_TASK_
Reproduce the entries shown below only from the line with "a metric's measure was not" down to the line with "pub fn from_ratios(points: &[RatioPoint], name: &str)", keeping both end lines and copying each one exactly.

Saved entries
↓

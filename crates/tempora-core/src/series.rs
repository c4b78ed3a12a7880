//! Long-form chart series.

use serde::Serialize;

use crate::aggregate::GroupedAggregates;
use crate::error::TemporaResult;
use crate::format::format_value;
use crate::ratio::RatioPoint;
use crate::types::{Metric, PeriodKey};

/// One point of a chart series.
///
/// A "no data" point has `value == None` and an empty label.
#[derive(Debug, Clone, PartialEq, Serialize)]
pub struct SeriesPoint {
    /// Bucket.
    pub period: PeriodKey,
    /// Series the point belongs to.
    pub series: String,
    /// Unrounded value.
    pub value: Option<f64>,
    /// Display label.
    pub label: String,
}

/// Builds series ordered by period instant then series key.
#[derive(Debug, Clone, Copy, Default)]
pub struct SeriesBuilder;

impl SeriesBuilder {
    /// One series per category (or a single series named after the metric for
    /// period-only aggregates).
    ///
    /// # Errors
    ///
    /// Returns `TemporaError::UnknownMeasure` if the metric's measure was not
    /// aggregated.
    pub fn from_aggregates(
        aggregates: &GroupedAggregates,
        metric: &Metric,
    ) -> TemporaResult<Vec<SeriesPoint>> {
        Self::from_metrics(aggregates, std::slice::from_ref(metric))
    }

    /// Series for several metrics at once.
    ///
    /// For period-only aggregates the series key is the metric name. Otherwise
    /// it is the category label, suffixed with the metric name when more than
    /// one metric is requested.
    ///
    /// # Errors
    ///
    /// Returns `TemporaError::UnknownMeasure` if a metric's measure was not
    /// aggregated.
    pub fn from_metrics(
        aggregates: &GroupedAggregates,
        metrics: &[Metric],
    ) -> TemporaResult<Vec<SeriesPoint>> {
        for metric in metrics {
            aggregates.check_metric(metric)?;
        }

        let mut points = Vec::with_capacity(aggregates.rows.len() * metrics.len());
        for row in &aggregates.rows {
            for metric in metrics {
                let series = if row.category.is_empty() {
                    metric.name()
                } else if metrics.len() == 1 {
                    row.category.label()
                } else {
                    format!("{} {}", row.category.label(), metric.name())
                };
                let value = row.metric_value(metric)?;
                points.push(SeriesPoint {
                    period: row.period.clone(),
                    series,
                    value,
                    label: value
                        .map(|v| format_value(v, metric.is_count()))
                        .unwrap_or_default(),
                });
            }
        }
        sort(&mut points);
        Ok(points)
    }

    /// Series from ratio or share-of-period points. Period-only points are
    /// keyed by `name`.
    #[must_use]
    pub fn from_ratios(points: &[RatioPoint], name: &str) -> Vec<SeriesPoint> {
        let mut out: Vec<SeriesPoint> = points
            .iter()
            .map(|p| SeriesPoint {
                period: p.period.clone(),
                series: if p.category.is_empty() {
                    name.to_string()
                } else {
                    p.category.label()
                },
                value: p.value,
                label: p.label(),
            })
            .collect();
        sort(&mut out);
        out
    }
}

fn sort(points: &mut [SeriesPoint]) {
    points.sort_by(|a, b| a.period.cmp(&b.period).then_with(|| a.series.cmp(&b.series)));
}

#[cfg(test)]
mod tests {
    use super::*;
    use crate::aggregate::{AggregateRequest, AggregateSet, Aggregator, Grouping};
    use crate::bucketing::PeriodBucketer;
    use crate::ratio::RatioComputer;
    use crate::types::{Granularity, Record, RecordSchema};

    fn aggregate(rows: &[(&str, &str, Option<f64>)]) -> AggregateSet {
        let schema = RecordSchema::new("DATE_DAY")
            .with_dimension("CEFR")
            .with_measure("FLU");
        let records: Vec<Record> = rows
            .iter()
            .map(|(d, c, v)| Record::new(*d, vec![Some(c.to_string())], vec![*v]))
            .collect();
        let request = AggregateRequest::new()
            .with_measure("FLU")
            .with_grouping(Grouping::period_only())
            .group_by("CEFR");
        let agg = Aggregator::new(&schema, &request, Granularity::Week).unwrap();
        let bucketer = PeriodBucketer::new();
        agg.aggregate(records.iter().map(|r| {
            (
                bucketer.bucket_raw(r.timestamp(), Granularity::Week).unwrap(),
                r,
            )
        }))
    }

    #[test]
    fn test_series_ordered_by_period_then_key() {
        let set = aggregate(&[
            ("2024-03-12", "C1", Some(7.0)),
            ("2024-03-05", "B2", Some(5.0)),
            ("2024-03-06", "A2", Some(3.0)),
        ]);
        let points =
            SeriesBuilder::from_aggregates(set.by_dimension("CEFR").unwrap(), &Metric::mean("FLU"))
                .unwrap();

        let keys: Vec<_> = points
            .iter()
            .map(|p| (p.period.label(), p.series.as_str()))
            .collect();
        assert_eq!(
            keys,
            vec![
                ("Mar-10-2024", "A2"),
                ("Mar-10-2024", "B2"),
                ("Mar-17-2024", "C1"),
            ]
        );
        assert_eq!(points[0].label, "3.00");
    }

    #[test]
    fn test_period_only_series_named_after_metric() {
        let set = aggregate(&[("2024-03-05", "B2", None), ("2024-03-06", "A2", None)]);
        let points = SeriesBuilder::from_metrics(
            set.period_totals().unwrap(),
            &[Metric::RecordCount, Metric::mean("FLU")],
        )
        .unwrap();

        assert_eq!(points.len(), 2);
        assert_eq!(points[0].series, "mean(FLU)");
        assert_eq!(points[0].value, None);
        assert_eq!(points[0].label, "");
        assert_eq!(points[1].series, "records");
        assert_eq!(points[1].label, "2");
    }

    #[test]
    fn test_share_series() {
        let set = aggregate(&[
            ("2024-03-05", "B2", None),
            ("2024-03-06", "A2", None),
            ("2024-03-07", "A2", None),
            ("2024-03-08", "A2", None),
        ]);
        let shares =
            RatioComputer::share_of_period(set.by_dimension("CEFR").unwrap(), &Metric::RecordCount)
                .unwrap();
        let points = SeriesBuilder::from_ratios(&shares, "share");
        assert_eq!(points[0].series, "A2");
        assert_eq!(points[0].label, "75.00%");
        assert_eq!(points[1].label, "25.00%");
    }
}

↑

_TASK ANSWER_
    /// Returns `TemporaError::UnknownMeasure` if a metric's measure was not
    /// aggregated.
    pub fn from_metrics(
        aggregates: &GroupedAggregates,
        metrics: &[Metric],
    ) -> TemporaResult<Vec<SeriesPoint>> {
        for metric in metrics {
            aggregates.check_metric(metric)?;
        }

        let mut points = Vec::with_capacity(aggregates.rows.len() * metrics.len());
        for row in &aggregates.rows {
            for metric in metrics {
                let series = if row.category.is_empty() {
                    metric.name()
                } else if metrics.len() == 1 {
                    row.category.label()
                } else {
                    format!("{} {}", row.category.label(), metric.name())
                };
                let value = row.metric_value(metric)?;
                points.push(SeriesPoint {
                    period: row.period.clone(),
                    series,
                    value,
                    label: value
                        .map(|v| format_value(v, metric.is_count()))
                        .unwrap_or_default(),
                });
            }
        }
        sort(&mut points);
        Ok(points)
    }

    /// Series from ratio or share-of-period points. Period-only points are
    /// keyed by `name`.
    #[must_use]
    pub fn from_ratios(points: &[RatioPoint], name: &str) -> Vec<SeriesPoint> {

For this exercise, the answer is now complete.